Your goal :: The answer must consist of every line below that contains the word "after".

(Beginning of Data to process)

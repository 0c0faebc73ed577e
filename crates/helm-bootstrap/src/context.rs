// Copyright (c) 2024-2026 Martin Schröder <info@swedishembedded.com>
//
// SPDX-License-Identifier: MIT
//! Runtime context for agent construction.
//!
//! Narrowed to what [`crate::agent::AgentBuilder`] actually needs to wire a
//! run: prompt overrides. No project/git/CI detection exists in this spec —
//! the agent drives a terminal, not a checked-out repository.

/// Caller-supplied prompt overrides, converted into
/// [`helm_core::AgentRuntimeContext`] by [`crate::agent::AgentBuilder`].
#[derive(Debug, Clone, Default)]
pub struct RuntimeContext {
    /// Text appended verbatim after the default system prompt.
    pub append_system_prompt: Option<String>,
    /// Replaces the whole generated system prompt when set.
    pub system_prompt_override: Option<String>,
}

impl RuntimeContext {
    pub fn empty() -> Self {
        Self::default()
    }
}
// Copyright (c) 2024-2026 Martin Schröder <info@swedishembedded.com>
//
// SPDX-License-Identifier: MIT
//! The append-only conversation history backing one agent run (SPEC_FULL.md
//! §3 `AgentRun.messages`), plus the token-budget accounting [`crate::compact`]
//! reads to decide when to compress it.

use helm_model::Message;

/// A session's message history and running token estimate.
///
/// `max_tokens` is the active model profile's configured context length
/// (default 32 000 per SPEC_FULL.md §4.8.1); the compression budget is 80%
/// of it.
#[derive(Debug, Clone)]
pub struct Session {
    pub id: String,
    pub messages: Vec<Message>,
    pub token_count: usize,
    pub max_tokens: usize,
}

impl Session {
    pub fn new(id: impl Into<String>, max_tokens: usize) -> Self {
        Self { id: id.into(), messages: Vec::new(), token_count: 0, max_tokens }
    }

    pub fn push(&mut self, msg: Message) {
        self.token_count += msg.approx_tokens();
        self.messages.push(msg);
    }

    pub fn push_many(&mut self, msgs: impl IntoIterator<Item = Message>) {
        for m in msgs {
            self.push(m);
        }
    }

    /// Fraction of `max_tokens` currently used, in `[0.0, +inf)`.
    pub fn context_fraction(&self) -> f64 {
        if self.max_tokens == 0 {
            return 0.0;
        }
        self.token_count as f64 / self.max_tokens as f64
    }

    /// `true` once usage crosses `threshold` (a fraction of `max_tokens`,
    /// e.g. `0.8` for the compression budget).
    pub fn is_near_limit(&self, threshold: f64) -> bool {
        self.context_fraction() >= threshold
    }

    /// Recompute `token_count` from scratch. Call after replacing history
    /// in place rather than through `push`/`push_many`.
    pub fn recalculate_tokens(&mut self) {
        self.token_count = self.messages.iter().map(Message::approx_tokens).sum();
    }

    /// Replace the whole message list (e.g. with a compressed version) and
    /// recompute the token count.
    pub fn replace_messages(&mut self, messages: Vec<Message>) {
        self.messages = messages;
        self.recalculate_tokens();
    }

    /// The compression budget: 80% of `max_tokens` (SPEC_FULL.md §4.8.1).
    pub fn compression_budget(&self) -> usize {
        (self.max_tokens as f64 * 0.8) as usize
    }

    pub fn over_compression_budget(&self) -> bool {
        self.token_count > self.compression_budget()
    }
}

// ─── Unit tests ──────────────────────────────────────────────────────────────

(End of Data to process)

Task result ::
    /// Text appended verbatim after the default system prompt.
    /// Recompute `token_count` from scratch. Call after replacing history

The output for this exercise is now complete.